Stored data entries
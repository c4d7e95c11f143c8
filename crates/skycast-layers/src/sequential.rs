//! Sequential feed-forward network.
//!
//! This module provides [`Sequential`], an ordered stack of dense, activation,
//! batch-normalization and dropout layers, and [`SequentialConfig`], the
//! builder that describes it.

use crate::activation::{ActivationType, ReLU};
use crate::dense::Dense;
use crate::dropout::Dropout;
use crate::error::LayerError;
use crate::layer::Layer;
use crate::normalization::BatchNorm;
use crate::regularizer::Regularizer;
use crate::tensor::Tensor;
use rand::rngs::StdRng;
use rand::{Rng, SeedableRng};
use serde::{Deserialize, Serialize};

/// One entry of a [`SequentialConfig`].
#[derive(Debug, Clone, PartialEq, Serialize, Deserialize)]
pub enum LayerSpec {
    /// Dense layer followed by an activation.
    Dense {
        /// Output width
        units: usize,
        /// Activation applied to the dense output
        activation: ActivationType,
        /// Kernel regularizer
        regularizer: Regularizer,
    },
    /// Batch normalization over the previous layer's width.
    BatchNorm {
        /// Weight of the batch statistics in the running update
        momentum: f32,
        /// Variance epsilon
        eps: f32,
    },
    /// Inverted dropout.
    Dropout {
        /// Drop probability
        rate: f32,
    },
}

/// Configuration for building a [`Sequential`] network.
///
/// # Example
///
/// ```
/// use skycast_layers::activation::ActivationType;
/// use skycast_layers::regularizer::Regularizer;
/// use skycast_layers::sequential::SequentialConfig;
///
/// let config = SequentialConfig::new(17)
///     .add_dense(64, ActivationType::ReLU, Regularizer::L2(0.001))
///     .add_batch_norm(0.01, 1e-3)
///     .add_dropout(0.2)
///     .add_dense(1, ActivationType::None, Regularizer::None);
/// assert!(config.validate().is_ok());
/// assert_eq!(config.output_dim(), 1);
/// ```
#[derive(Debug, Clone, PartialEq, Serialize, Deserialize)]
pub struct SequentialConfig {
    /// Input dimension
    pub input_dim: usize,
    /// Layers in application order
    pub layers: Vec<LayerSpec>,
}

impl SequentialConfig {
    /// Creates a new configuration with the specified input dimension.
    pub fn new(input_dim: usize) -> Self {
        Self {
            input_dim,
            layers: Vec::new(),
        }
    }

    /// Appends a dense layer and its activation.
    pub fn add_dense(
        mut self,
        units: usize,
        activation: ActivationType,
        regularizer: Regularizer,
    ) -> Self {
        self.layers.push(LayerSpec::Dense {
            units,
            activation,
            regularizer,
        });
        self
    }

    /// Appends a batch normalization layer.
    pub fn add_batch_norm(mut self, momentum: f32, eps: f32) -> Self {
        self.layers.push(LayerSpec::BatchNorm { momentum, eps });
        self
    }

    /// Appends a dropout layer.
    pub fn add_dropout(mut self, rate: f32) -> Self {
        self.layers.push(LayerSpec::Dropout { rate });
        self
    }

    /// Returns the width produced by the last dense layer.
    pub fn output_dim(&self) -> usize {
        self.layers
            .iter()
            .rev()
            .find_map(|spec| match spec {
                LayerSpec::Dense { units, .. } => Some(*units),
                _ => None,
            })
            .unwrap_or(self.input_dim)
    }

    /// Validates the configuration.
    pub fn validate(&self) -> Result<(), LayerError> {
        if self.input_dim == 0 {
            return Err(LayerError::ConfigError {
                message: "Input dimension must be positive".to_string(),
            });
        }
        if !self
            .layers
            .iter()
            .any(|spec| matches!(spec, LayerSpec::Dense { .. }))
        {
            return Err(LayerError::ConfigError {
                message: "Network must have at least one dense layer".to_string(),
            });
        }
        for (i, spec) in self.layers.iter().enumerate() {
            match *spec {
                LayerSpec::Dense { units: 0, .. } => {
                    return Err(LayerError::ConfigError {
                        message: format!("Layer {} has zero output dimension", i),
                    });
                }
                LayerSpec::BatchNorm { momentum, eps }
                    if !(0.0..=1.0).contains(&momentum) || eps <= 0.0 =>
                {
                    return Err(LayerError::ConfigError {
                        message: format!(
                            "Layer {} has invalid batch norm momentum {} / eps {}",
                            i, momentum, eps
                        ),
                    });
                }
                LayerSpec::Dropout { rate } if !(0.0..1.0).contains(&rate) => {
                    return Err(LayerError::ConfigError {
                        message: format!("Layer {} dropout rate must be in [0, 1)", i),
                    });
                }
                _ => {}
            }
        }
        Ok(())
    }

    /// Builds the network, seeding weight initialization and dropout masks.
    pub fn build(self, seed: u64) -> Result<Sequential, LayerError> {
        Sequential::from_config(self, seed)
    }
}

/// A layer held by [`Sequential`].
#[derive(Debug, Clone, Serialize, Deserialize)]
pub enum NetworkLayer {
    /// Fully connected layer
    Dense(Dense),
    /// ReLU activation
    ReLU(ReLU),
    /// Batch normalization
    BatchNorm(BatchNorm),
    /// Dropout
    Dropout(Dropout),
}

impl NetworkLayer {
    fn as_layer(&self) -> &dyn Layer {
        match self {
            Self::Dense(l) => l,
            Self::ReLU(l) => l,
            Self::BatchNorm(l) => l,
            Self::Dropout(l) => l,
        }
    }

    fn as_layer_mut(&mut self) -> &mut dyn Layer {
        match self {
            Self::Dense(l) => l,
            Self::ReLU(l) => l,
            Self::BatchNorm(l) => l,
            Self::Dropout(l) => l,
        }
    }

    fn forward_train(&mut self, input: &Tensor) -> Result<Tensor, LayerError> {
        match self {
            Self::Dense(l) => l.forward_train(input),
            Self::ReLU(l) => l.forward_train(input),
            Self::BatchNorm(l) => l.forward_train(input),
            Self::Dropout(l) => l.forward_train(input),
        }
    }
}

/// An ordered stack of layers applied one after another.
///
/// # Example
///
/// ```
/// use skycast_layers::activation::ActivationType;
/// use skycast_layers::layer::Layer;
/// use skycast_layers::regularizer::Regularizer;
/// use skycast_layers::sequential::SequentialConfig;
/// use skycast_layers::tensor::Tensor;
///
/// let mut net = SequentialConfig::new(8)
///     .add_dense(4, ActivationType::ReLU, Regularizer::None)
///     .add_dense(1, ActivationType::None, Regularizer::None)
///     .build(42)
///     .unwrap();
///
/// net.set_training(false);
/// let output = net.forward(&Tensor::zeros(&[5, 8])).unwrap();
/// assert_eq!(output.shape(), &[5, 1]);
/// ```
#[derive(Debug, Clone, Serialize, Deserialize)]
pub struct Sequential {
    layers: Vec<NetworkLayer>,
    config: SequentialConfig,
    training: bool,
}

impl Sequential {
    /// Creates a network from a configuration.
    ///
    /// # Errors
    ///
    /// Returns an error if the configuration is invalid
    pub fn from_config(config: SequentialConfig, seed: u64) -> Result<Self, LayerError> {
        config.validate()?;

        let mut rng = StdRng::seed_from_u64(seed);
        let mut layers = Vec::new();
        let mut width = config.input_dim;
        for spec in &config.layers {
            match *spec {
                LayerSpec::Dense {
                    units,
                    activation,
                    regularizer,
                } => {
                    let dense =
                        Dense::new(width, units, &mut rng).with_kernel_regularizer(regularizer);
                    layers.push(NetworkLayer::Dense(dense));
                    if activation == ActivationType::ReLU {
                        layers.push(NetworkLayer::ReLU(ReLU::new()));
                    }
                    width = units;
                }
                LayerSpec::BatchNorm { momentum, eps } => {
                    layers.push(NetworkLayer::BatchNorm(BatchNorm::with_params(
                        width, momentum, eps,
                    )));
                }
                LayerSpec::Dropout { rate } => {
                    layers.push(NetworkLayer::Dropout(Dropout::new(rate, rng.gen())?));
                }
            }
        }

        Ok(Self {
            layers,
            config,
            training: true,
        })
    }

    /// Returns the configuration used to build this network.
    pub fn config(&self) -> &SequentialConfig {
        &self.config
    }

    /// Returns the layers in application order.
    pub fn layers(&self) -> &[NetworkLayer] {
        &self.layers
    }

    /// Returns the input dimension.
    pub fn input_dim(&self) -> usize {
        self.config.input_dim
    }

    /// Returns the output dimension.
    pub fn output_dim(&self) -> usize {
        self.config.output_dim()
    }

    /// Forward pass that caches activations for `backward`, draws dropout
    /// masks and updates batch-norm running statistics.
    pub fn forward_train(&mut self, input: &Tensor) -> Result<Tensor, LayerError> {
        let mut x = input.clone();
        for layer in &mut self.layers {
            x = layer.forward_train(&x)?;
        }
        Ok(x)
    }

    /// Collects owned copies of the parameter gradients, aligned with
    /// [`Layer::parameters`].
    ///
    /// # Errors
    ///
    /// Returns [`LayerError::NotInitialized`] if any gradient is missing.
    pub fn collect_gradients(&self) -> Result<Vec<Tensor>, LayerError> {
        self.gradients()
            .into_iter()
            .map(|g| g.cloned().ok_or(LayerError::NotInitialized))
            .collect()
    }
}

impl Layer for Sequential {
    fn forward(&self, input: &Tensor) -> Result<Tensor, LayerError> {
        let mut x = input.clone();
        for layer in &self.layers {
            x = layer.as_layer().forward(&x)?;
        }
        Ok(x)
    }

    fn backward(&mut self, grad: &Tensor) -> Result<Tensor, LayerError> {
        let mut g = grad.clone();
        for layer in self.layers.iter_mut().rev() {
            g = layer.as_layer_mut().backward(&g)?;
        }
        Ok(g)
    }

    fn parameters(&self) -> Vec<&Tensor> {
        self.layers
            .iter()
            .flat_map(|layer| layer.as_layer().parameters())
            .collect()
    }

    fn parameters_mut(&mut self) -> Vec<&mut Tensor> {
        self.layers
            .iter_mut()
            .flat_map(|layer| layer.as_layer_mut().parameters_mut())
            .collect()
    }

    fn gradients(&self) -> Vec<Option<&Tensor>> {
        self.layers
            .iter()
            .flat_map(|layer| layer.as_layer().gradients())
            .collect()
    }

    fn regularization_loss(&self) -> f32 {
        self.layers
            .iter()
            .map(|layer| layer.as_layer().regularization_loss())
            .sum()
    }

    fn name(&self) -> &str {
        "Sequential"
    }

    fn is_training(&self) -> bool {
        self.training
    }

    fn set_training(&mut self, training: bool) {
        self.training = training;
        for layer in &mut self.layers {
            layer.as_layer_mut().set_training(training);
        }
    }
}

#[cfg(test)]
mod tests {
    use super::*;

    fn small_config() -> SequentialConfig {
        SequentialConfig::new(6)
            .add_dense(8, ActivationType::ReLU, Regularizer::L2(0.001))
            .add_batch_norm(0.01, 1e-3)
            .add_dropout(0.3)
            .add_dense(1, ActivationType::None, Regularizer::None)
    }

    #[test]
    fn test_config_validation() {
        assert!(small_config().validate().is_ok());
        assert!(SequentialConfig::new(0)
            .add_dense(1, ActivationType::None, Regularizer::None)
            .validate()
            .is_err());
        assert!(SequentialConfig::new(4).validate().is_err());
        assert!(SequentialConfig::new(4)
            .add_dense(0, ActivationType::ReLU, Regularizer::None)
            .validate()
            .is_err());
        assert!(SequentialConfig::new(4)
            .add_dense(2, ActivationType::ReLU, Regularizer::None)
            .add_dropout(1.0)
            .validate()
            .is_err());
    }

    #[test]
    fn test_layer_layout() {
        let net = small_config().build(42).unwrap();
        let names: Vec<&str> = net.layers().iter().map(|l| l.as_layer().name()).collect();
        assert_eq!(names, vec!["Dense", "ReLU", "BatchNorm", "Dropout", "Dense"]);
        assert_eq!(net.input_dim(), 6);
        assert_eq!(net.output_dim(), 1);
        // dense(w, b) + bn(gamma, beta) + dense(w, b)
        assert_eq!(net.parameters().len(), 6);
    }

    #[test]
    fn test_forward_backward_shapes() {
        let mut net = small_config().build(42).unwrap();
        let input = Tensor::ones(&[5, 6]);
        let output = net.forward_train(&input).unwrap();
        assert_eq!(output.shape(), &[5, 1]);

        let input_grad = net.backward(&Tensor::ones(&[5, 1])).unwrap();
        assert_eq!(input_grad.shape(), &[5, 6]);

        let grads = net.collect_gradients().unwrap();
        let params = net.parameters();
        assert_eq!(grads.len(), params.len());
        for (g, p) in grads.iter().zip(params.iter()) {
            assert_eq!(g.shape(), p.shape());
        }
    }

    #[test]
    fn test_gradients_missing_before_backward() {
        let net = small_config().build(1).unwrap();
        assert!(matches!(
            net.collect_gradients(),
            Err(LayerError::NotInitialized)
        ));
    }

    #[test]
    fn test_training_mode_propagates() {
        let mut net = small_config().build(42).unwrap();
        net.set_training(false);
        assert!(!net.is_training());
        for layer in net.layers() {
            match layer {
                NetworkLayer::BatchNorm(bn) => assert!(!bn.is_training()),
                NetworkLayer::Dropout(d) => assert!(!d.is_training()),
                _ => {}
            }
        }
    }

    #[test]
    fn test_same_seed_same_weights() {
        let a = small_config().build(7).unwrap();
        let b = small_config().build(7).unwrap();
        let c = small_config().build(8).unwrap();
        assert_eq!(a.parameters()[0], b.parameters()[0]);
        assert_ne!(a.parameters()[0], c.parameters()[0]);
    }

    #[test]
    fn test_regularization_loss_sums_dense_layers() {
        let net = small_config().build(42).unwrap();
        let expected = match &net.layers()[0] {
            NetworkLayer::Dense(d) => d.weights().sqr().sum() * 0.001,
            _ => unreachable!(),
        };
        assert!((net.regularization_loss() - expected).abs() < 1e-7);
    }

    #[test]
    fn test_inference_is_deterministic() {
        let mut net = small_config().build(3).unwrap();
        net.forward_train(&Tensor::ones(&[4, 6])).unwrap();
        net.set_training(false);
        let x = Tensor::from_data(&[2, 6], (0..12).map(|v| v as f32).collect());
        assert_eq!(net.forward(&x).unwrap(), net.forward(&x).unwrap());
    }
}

==

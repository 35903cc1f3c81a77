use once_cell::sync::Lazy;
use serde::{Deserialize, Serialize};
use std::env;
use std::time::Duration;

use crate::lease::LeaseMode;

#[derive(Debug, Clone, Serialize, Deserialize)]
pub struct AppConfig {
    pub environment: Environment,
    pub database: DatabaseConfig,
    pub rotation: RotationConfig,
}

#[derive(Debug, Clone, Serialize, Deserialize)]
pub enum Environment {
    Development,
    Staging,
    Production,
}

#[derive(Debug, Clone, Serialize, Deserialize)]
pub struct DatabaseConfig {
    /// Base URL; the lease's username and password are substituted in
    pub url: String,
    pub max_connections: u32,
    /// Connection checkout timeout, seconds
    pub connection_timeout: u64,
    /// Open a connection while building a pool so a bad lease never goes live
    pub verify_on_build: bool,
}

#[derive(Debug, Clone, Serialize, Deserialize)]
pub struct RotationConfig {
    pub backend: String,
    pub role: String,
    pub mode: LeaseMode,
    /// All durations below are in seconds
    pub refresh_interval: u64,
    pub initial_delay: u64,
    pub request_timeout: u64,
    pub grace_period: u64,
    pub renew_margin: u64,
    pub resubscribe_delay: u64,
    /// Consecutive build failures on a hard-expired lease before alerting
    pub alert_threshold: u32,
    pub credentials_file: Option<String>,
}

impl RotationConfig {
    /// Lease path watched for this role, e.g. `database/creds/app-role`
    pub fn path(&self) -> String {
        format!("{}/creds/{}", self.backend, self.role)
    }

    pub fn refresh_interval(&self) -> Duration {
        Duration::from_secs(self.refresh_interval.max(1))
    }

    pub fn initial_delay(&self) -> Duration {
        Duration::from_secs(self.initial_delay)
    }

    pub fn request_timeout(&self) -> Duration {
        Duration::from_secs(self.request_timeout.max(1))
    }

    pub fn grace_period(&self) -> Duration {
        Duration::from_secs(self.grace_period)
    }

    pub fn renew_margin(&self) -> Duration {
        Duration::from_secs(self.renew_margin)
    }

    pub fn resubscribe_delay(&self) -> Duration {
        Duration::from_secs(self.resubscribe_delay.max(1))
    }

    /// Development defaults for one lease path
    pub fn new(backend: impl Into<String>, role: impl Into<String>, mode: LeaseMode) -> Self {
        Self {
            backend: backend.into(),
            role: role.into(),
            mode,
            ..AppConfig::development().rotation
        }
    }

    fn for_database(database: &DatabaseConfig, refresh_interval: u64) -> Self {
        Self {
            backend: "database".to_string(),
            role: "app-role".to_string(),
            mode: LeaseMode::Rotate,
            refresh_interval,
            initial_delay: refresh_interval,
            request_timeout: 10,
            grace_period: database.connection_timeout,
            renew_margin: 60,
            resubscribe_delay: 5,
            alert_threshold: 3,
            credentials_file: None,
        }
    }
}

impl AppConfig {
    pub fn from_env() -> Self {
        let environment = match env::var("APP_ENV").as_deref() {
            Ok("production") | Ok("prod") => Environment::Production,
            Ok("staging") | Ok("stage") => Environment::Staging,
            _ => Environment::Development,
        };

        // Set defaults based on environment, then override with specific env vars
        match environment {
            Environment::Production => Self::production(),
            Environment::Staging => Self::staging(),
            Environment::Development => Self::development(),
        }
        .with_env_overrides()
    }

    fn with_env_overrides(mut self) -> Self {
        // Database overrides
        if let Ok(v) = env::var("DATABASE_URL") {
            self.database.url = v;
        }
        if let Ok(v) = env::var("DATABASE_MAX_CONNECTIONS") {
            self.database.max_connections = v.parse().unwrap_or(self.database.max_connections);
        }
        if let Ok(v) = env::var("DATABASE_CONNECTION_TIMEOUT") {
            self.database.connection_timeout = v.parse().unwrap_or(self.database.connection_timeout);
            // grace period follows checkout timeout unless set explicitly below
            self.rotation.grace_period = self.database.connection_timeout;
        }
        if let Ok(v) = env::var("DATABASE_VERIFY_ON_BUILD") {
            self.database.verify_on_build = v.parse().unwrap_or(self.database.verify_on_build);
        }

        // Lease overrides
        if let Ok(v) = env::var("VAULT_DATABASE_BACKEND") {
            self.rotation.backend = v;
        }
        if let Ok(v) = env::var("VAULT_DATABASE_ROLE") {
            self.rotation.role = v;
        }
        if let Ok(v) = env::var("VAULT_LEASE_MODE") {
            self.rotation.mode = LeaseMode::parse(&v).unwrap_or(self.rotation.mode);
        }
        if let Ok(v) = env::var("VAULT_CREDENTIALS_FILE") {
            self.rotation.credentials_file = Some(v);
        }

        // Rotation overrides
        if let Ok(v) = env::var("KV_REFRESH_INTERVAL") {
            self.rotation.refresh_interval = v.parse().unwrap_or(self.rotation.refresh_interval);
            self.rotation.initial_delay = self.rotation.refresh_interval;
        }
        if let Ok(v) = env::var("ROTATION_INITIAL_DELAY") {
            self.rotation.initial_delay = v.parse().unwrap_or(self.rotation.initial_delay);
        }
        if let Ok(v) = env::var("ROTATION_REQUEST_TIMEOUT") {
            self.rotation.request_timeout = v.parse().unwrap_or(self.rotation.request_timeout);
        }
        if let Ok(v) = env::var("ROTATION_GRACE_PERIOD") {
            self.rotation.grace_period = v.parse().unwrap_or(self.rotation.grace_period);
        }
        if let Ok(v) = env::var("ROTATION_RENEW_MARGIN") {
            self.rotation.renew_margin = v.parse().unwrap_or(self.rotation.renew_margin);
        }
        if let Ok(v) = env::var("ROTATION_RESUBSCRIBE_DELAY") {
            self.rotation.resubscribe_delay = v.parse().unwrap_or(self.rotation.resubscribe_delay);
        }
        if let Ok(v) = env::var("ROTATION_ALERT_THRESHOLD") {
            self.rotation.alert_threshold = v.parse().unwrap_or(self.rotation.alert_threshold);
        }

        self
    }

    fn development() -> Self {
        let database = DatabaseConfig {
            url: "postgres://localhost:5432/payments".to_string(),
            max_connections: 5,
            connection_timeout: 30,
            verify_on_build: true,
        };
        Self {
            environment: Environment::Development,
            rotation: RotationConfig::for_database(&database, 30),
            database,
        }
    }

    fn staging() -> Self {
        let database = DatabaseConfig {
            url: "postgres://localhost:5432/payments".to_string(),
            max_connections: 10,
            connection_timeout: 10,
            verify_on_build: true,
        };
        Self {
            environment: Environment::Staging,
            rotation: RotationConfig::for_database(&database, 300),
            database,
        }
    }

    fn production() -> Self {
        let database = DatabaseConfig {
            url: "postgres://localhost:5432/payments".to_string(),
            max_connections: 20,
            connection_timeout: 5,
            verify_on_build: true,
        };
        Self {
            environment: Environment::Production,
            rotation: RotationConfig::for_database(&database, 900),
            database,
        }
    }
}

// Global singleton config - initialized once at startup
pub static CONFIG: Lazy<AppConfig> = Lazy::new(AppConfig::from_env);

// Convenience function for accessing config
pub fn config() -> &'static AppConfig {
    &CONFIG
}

- About this task
The lines you need are those containing "matches"; find them in the records and copy them.

- Answer area
            .any(|spec| matches!(spec, LayerSpec::Dense { .. }))
        assert!(matches!(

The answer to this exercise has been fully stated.